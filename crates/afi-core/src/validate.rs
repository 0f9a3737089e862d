//! Field validation for customer submissions.
//!
//! The rule set is a fixed-order table of `(field, check, message)` entries.
//! Fields are evaluated independently so every failing field is reported;
//! within one field, evaluation stops at the first failing rule, and a
//! presence rule always precedes that field's format or range rule.
//!
//! Validation never fails: the result is always a [`ValidationOutcome`],
//! which is empty when the submission is acceptable.

use std::sync::LazyLock;

use chrono::{DateTime, Months, Utc};
use regex::Regex;
use serde::{Deserialize, Serialize};

use crate::customer::Submission;

/// Minimum age, in whole years, of a registering customer.
pub const MINIMUM_AGE_YEARS: u32 = 18;

/// Inclusive character-count bounds for names.
pub const NAME_LENGTH: (usize, usize) = (3, 50);

/// Two uppercase letters, a hyphen, six digits.
static POLICY_NUMBER_REGEX: LazyLock<Regex> = LazyLock::new(|| {
  Regex::new(r"^[A-Z]{2}-[0-9]{6}$").expect("Invalid policy number regex")
});

/// The dot before the suffix is unescaped and matches any single character,
/// so `aaaa@aaXcom` is accepted.
static EMAIL_ADDRESS_REGEX: LazyLock<Regex> = LazyLock::new(|| {
  Regex::new(r"^[A-Za-z0-9]{4,}@[A-Za-z0-9]{2,}(?:.com|.co.uk)$")
    .expect("Invalid email address regex")
});

// ─── Outcome ─────────────────────────────────────────────────────────────────

/// A submission field that a rule can report against.
#[derive(Debug, Clone, Copy, PartialEq, Eq, Hash, Serialize, Deserialize)]
#[serde(rename_all = "camelCase")]
pub enum Field {
  FirstName,
  Surname,
  PolicyNumber,
  DateOfBirth,
  EmailAddress,
}

impl Field {
  /// The camelCase wire name of the field.
  pub fn as_str(self) -> &'static str {
    match self {
      Field::FirstName => "firstName",
      Field::Surname => "surname",
      Field::PolicyNumber => "policyNumber",
      Field::DateOfBirth => "dateOfBirth",
      Field::EmailAddress => "emailAddress",
    }
  }
}

impl std::fmt::Display for Field {
  fn fmt(&self, f: &mut std::fmt::Formatter<'_>) -> std::fmt::Result {
    f.write_str(self.as_str())
  }
}

/// One failed rule.
#[derive(Debug, Clone, PartialEq, Eq, Serialize)]
pub struct Violation {
  pub field:   Field,
  pub message: &'static str,
}

/// The result of validating one submission.
#[derive(Debug, Clone, PartialEq, Eq, Serialize)]
#[serde(rename_all = "camelCase")]
pub struct ValidationOutcome {
  /// `true` iff `violations` is empty.
  pub is_valid:   bool,
  /// In rule evaluation order.
  pub violations: Vec<Violation>,
}

impl ValidationOutcome {
  fn from_violations(violations: Vec<Violation>) -> Self {
    Self { is_valid: violations.is_empty(), violations }
  }

  /// Messages reported against `field`, in evaluation order.
  pub fn messages_for(&self, field: Field) -> Vec<&'static str> {
    self
      .violations
      .iter()
      .filter(|v| v.field == field)
      .map(|v| v.message)
      .collect()
  }

  pub fn has_violation_for(&self, field: Field) -> bool {
    self.violations.iter().any(|v| v.field == field)
  }
}

// ─── Rule table ──────────────────────────────────────────────────────────────

/// A single validation rule. `check` returns `true` when the submission
/// satisfies the rule as of the given instant.
pub struct Rule {
  pub field:   Field,
  pub message: &'static str,
  check:       fn(&Submission, DateTime<Utc>) -> bool,
}

impl Rule {
  pub fn is_satisfied_by(&self, submission: &Submission, now: DateTime<Utc>) -> bool {
    (self.check)(submission, now)
  }
}

/// Every rule, in evaluation order.
pub static RULES: [Rule; 10] = [
  Rule {
    field:   Field::FirstName,
    message: "First Name is required",
    check:   first_name_present,
  },
  Rule {
    field:   Field::FirstName,
    message: "First Name should be between 3 and 50 characters",
    check:   first_name_length,
  },
  Rule {
    field:   Field::Surname,
    message: "Surname is required",
    check:   surname_present,
  },
  Rule {
    field:   Field::Surname,
    message: "Surname should be between 3 and 50 characters",
    check:   surname_length,
  },
  Rule {
    field:   Field::PolicyNumber,
    message: "Policy Number is required",
    check:   policy_number_present,
  },
  Rule {
    field:   Field::PolicyNumber,
    message: "Policy Number is not valid",
    check:   policy_number_format,
  },
  Rule {
    field:   Field::DateOfBirth,
    message: "Either Date of Birth or Email Address is required",
    check:   date_of_birth_or_email_address,
  },
  Rule {
    field:   Field::DateOfBirth,
    message: "Customer must be at least 18",
    check:   date_of_birth_adult,
  },
  Rule {
    field:   Field::EmailAddress,
    message: "Either Email Address or Date of Birth is required",
    check:   date_of_birth_or_email_address,
  },
  Rule {
    field:   Field::EmailAddress,
    message: "Email Address is not valid",
    check:   email_address_format,
  },
];

fn first_name_present(s: &Submission, _: DateTime<Utc>) -> bool {
  s.first_name.is_some()
}

fn first_name_length(s: &Submission, _: DateTime<Utc>) -> bool {
  s.first_name.as_deref().is_none_or(is_valid_name_length)
}

fn surname_present(s: &Submission, _: DateTime<Utc>) -> bool {
  s.surname.is_some()
}

fn surname_length(s: &Submission, _: DateTime<Utc>) -> bool {
  s.surname.as_deref().is_none_or(is_valid_name_length)
}

fn policy_number_present(s: &Submission, _: DateTime<Utc>) -> bool {
  s.policy_number.is_some()
}

fn policy_number_format(s: &Submission, _: DateTime<Utc>) -> bool {
  s.policy_number
    .as_deref()
    .is_none_or(|p| POLICY_NUMBER_REGEX.is_match(p))
}

/// Cross-field: either contact route satisfies the requirement for both.
fn date_of_birth_or_email_address(s: &Submission, _: DateTime<Utc>) -> bool {
  s.date_of_birth.is_some() || s.email_address.is_some()
}

fn date_of_birth_adult(s: &Submission, now: DateTime<Utc>) -> bool {
  s.date_of_birth.is_none_or(|dob| is_adult(dob, now))
}

fn email_address_format(s: &Submission, _: DateTime<Utc>) -> bool {
  s.email_address
    .as_deref()
    .is_none_or(|e| EMAIL_ADDRESS_REGEX.is_match(e))
}

fn is_valid_name_length(name: &str) -> bool {
  let (min, max) = NAME_LENGTH;
  (min..=max).contains(&name.chars().count())
}

/// `true` when `date_of_birth` is at least [`MINIMUM_AGE_YEARS`] calendar
/// years before `now`, inclusive.
pub fn is_adult(date_of_birth: DateTime<Utc>, now: DateTime<Utc>) -> bool {
  now
    .checked_sub_months(Months::new(MINIMUM_AGE_YEARS * 12))
    .is_some_and(|cutoff| date_of_birth <= cutoff)
}

// ─── Evaluation ──────────────────────────────────────────────────────────────

/// Validate `submission` as of the current instant.
pub fn validate(submission: &Submission) -> ValidationOutcome {
  validate_at(submission, Utc::now())
}

/// Validate `submission` as of `now`.
pub fn validate_at(submission: &Submission, now: DateTime<Utc>) -> ValidationOutcome {
  let mut violations: Vec<Violation> = Vec::new();

  for rule in &RULES {
    // Stop a field's chain once it has failed.
    if violations.last().is_some_and(|v| v.field == rule.field) {
      continue;
    }
    if !rule.is_satisfied_by(submission, now) {
      violations.push(Violation { field: rule.field, message: rule.message });
    }
  }

  ValidationOutcome::from_violations(violations)
}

Problem details
The whole listing above needs to be written out again exactly.

Task output
filename crates/afi-core/src/validate.rs
repository 0f9a3737089e862d
//! Field validation for customer submissions.
//!
//! The rule set is a fixed-order table of `(field, check, message)` entries.
//! Fields are evaluated independently so every failing field is reported;
//! within one field, evaluation stops at the first failing rule, and a
//! presence rule always precedes that field's format or range rule.
//!
//! Validation never fails: the result is always a [`ValidationOutcome`],
//! which is empty when the submission is acceptable.

use std::sync::LazyLock;

use chrono::{DateTime, Months, Utc};
use regex::Regex;
use serde::{Deserialize, Serialize};

use crate::customer::Submission;

/// Minimum age, in whole years, of a registering customer.
pub const MINIMUM_AGE_YEARS: u32 = 18;

/// Inclusive character-count bounds for names.
pub const NAME_LENGTH: (usize, usize) = (3, 50);

/// Two uppercase letters, a hyphen, six digits.
static POLICY_NUMBER_REGEX: LazyLock<Regex> = LazyLock::new(|| {
  Regex::new(r"^[A-Z]{2}-[0-9]{6}$").expect("Invalid policy number regex")
});

/// The dot before the suffix is unescaped and matches any single character,
/// so `aaaa@aaXcom` is accepted.
static EMAIL_ADDRESS_REGEX: LazyLock<Regex> = LazyLock::new(|| {
  Regex::new(r"^[A-Za-z0-9]{4,}@[A-Za-z0-9]{2,}(?:.com|.co.uk)$")
    .expect("Invalid email address regex")
});

// ─── Outcome ─────────────────────────────────────────────────────────────────

/// A submission field that a rule can report against.
#[derive(Debug, Clone, Copy, PartialEq, Eq, Hash, Serialize, Deserialize)]
#[serde(rename_all = "camelCase")]
pub enum Field {
  FirstName,
  Surname,
  PolicyNumber,
  DateOfBirth,
  EmailAddress,
}

impl Field {
  /// The camelCase wire name of the field.
  pub fn as_str(self) -> &'static str {
    match self {
      Field::FirstName => "firstName",
      Field::Surname => "surname",
      Field::PolicyNumber => "policyNumber",
      Field::DateOfBirth => "dateOfBirth",
      Field::EmailAddress => "emailAddress",
    }
  }
}

impl std::fmt::Display for Field {
  fn fmt(&self, f: &mut std::fmt::Formatter<'_>) -> std::fmt::Result {
    f.write_str(self.as_str())
  }
}

/// One failed rule.
#[derive(Debug, Clone, PartialEq, Eq, Serialize)]
pub struct Violation {
  pub field:   Field,
  pub message: &'static str,
}

/// The result of validating one submission.
#[derive(Debug, Clone, PartialEq, Eq, Serialize)]
#[serde(rename_all = "camelCase")]
pub struct ValidationOutcome {
  /// `true` iff `violations` is empty.
  pub is_valid:   bool,
  /// In rule evaluation order.
  pub violations: Vec<Violation>,
}

impl ValidationOutcome {
  fn from_violations(violations: Vec<Violation>) -> Self {
    Self { is_valid: violations.is_empty(), violations }
  }

  /// Messages reported against `field`, in evaluation order.
  pub fn messages_for(&self, field: Field) -> Vec<&'static str> {
    self
      .violations
      .iter()
      .filter(|v| v.field == field)
      .map(|v| v.message)
      .collect()
  }

  pub fn has_violation_for(&self, field: Field) -> bool {
    self.violations.iter().any(|v| v.field == field)
  }
}

// ─── Rule table ──────────────────────────────────────────────────────────────

/// A single validation rule. `check` returns `true` when the submission
/// satisfies the rule as of the given instant.
pub struct Rule {
  pub field:   Field,
  pub message: &'static str,
  check:       fn(&Submission, DateTime<Utc>) -> bool,
}

impl Rule {
  pub fn is_satisfied_by(&self, submission: &Submission, now: DateTime<Utc>) -> bool {
    (self.check)(submission, now)
  }
}

/// Every rule, in evaluation order.
pub static RULES: [Rule; 10] = [
  Rule {
    field:   Field::FirstName,
    message: "First Name is required",
    check:   first_name_present,
  },
  Rule {
    field:   Field::FirstName,
    message: "First Name should be between 3 and 50 characters",
    check:   first_name_length,
  },
  Rule {
    field:   Field::Surname,
    message: "Surname is required",
    check:   surname_present,
  },
  Rule {
    field:   Field::Surname,
    message: "Surname should be between 3 and 50 characters",
    check:   surname_length,
  },
  Rule {
    field:   Field::PolicyNumber,
    message: "Policy Number is required",
    check:   policy_number_present,
  },
  Rule {
    field:   Field::PolicyNumber,
    message: "Policy Number is not valid",
    check:   policy_number_format,
  },
  Rule {
    field:   Field::DateOfBirth,
    message: "Either Date of Birth or Email Address is required",
    check:   date_of_birth_or_email_address,
  },
  Rule {
    field:   Field::DateOfBirth,
    message: "Customer must be at least 18",
    check:   date_of_birth_adult,
  },
  Rule {
    field:   Field::EmailAddress,
    message: "Either Email Address or Date of Birth is required",
    check:   date_of_birth_or_email_address,
  },
  Rule {
    field:   Field::EmailAddress,
    message: "Email Address is not valid",
    check:   email_address_format,
  },
];

fn first_name_present(s: &Submission, _: DateTime<Utc>) -> bool {
  s.first_name.is_some()
}

fn first_name_length(s: &Submission, _: DateTime<Utc>) -> bool {
  s.first_name.as_deref().is_none_or(is_valid_name_length)
}

fn surname_present(s: &Submission, _: DateTime<Utc>) -> bool {
  s.surname.is_some()
}

fn surname_length(s: &Submission, _: DateTime<Utc>) -> bool {
  s.surname.as_deref().is_none_or(is_valid_name_length)
}

fn policy_number_present(s: &Submission, _: DateTime<Utc>) -> bool {
  s.policy_number.is_some()
}

fn policy_number_format(s: &Submission, _: DateTime<Utc>) -> bool {
  s.policy_number
    .as_deref()
    .is_none_or(|p| POLICY_NUMBER_REGEX.is_match(p))
}

/// Cross-field: either contact route satisfies the requirement for both.
fn date_of_birth_or_email_address(s: &Submission, _: DateTime<Utc>) -> bool {
  s.date_of_birth.is_some() || s.email_address.is_some()
}

fn date_of_birth_adult(s: &Submission, now: DateTime<Utc>) -> bool {
  s.date_of_birth.is_none_or(|dob| is_adult(dob, now))
}

fn email_address_format(s: &Submission, _: DateTime<Utc>) -> bool {
  s.email_address
    .as_deref()
    .is_none_or(|e| EMAIL_ADDRESS_REGEX.is_match(e))
}

fn is_valid_name_length(name: &str) -> bool {
  let (min, max) = NAME_LENGTH;
  (min..=max).contains(&name.chars().count())
}

/// `true` when `date_of_birth` is at least [`MINIMUM_AGE_YEARS`] calendar
/// years before `now`, inclusive.
pub fn is_adult(date_of_birth: DateTime<Utc>, now: DateTime<Utc>) -> bool {
  now
    .checked_sub_months(Months::new(MINIMUM_AGE_YEARS * 12))
    .is_some_and(|cutoff| date_of_birth <= cutoff)
}

// ─── Evaluation ──────────────────────────────────────────────────────────────

/// Validate `submission` as of the current instant.
pub fn validate(submission: &Submission) -> ValidationOutcome {
  validate_at(submission, Utc::now())
}

/// Validate `submission` as of `now`.
pub fn validate_at(submission: &Submission, now: DateTime<Utc>) -> ValidationOutcome {
  let mut violations: Vec<Violation> = Vec::new();

  for rule in &RULES {
    // Stop a field's chain once it has failed.
    if violations.last().is_some_and(|v| v.field == rule.field) {
      continue;
    }
    if !rule.is_satisfied_by(submission, now) {
      violations.push(Violation { field: rule.field, message: rule.message });
    }
  }

  ValidationOutcome::from_violations(violations)
}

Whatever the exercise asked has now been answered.